A Direct-adjoint Approach for Material Point Model Calibration with Application to Plasticity
Ryan Yan, D. Thomas Seidl, Reese E. Jones, Panayiotis Papadopoulos
TL;DR
This paper addresses calibrating local elastoplastic parameters by casting parameter identification as a constrained optimization problem driven by a material-point forward model. It introduces a direct-adjoint Hessian approach, computed with automatic differentiation, to enable true second-order optimization in Newton-type methods. The Hessian accuracy is validated against finite differences and complex-step checks, and two numerical tests show Newton-Raphson converges faster than gradient-based methods, even with noisy data and experimental tension data. The framework lays the groundwork for extending to full finite-element calibrated problems and offers a robust path to efficient parameter identification in plasticity models.
Abstract
This paper proposes a new approach for the calibration of material parameters in local elastoplastic constitutive models. The calibration is posed as a constrained optimization problem, where the constitutive model evolution equations for a single material point serve as constraints. The objective function quantifies the mismatch between the stress predicted by the model and corresponding experimental measurements.

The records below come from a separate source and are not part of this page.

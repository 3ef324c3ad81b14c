use chrono::Utc;

/// Save slot for one run: strategy, seed and a UTC timestamp.
pub fn save_slot(strategy: &str, seed: u64) -> String {
    let ts = Utc::now().format("%Y%m%dT%H%M%S");
    let strategy = strategy.to_ascii_lowercase().replace(' ', "-");
    format!("{strategy}-seed-{seed}-{ts}")
}

pub fn split_csv(s: &str) -> Vec<String> {
    s.split(',')
        .map(|x| x.trim().to_string())
        .filter(|x| !x.is_empty())
        .collect()
}

#[cfg(test)]
mod tests {
    use super::*;

    #[test]
    fn split_csv_trims_and_filters() {
        let parts = split_csv(" idle, ,warlord,  7 ");
        assert_eq!(parts, vec!["idle", "warlord", "7"]);
    }

    #[test]
    fn save_slots_name_strategy_and_seed() {
        let slot = save_slot("Warlord", 42);
        assert!(slot.starts_with("warlord-seed-42-"));
        assert!(slot.chars().all(|c| c.is_ascii_alphanumeric() || c == '-'));
    }
}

To improve calibration efficiency, a novel direct-adjoint approach is presented to compute the Hessian of the objective function, which enables the use of second-order optimization algorithms. Automatic differentiation is used for gradient and Hessian computations. Two numerical examples are employed to validate the Hessian matrices and to demonstrate that the Newton-Raphson algorithm consistently outperforms gradient-based algorithms such as L-BFGS-B.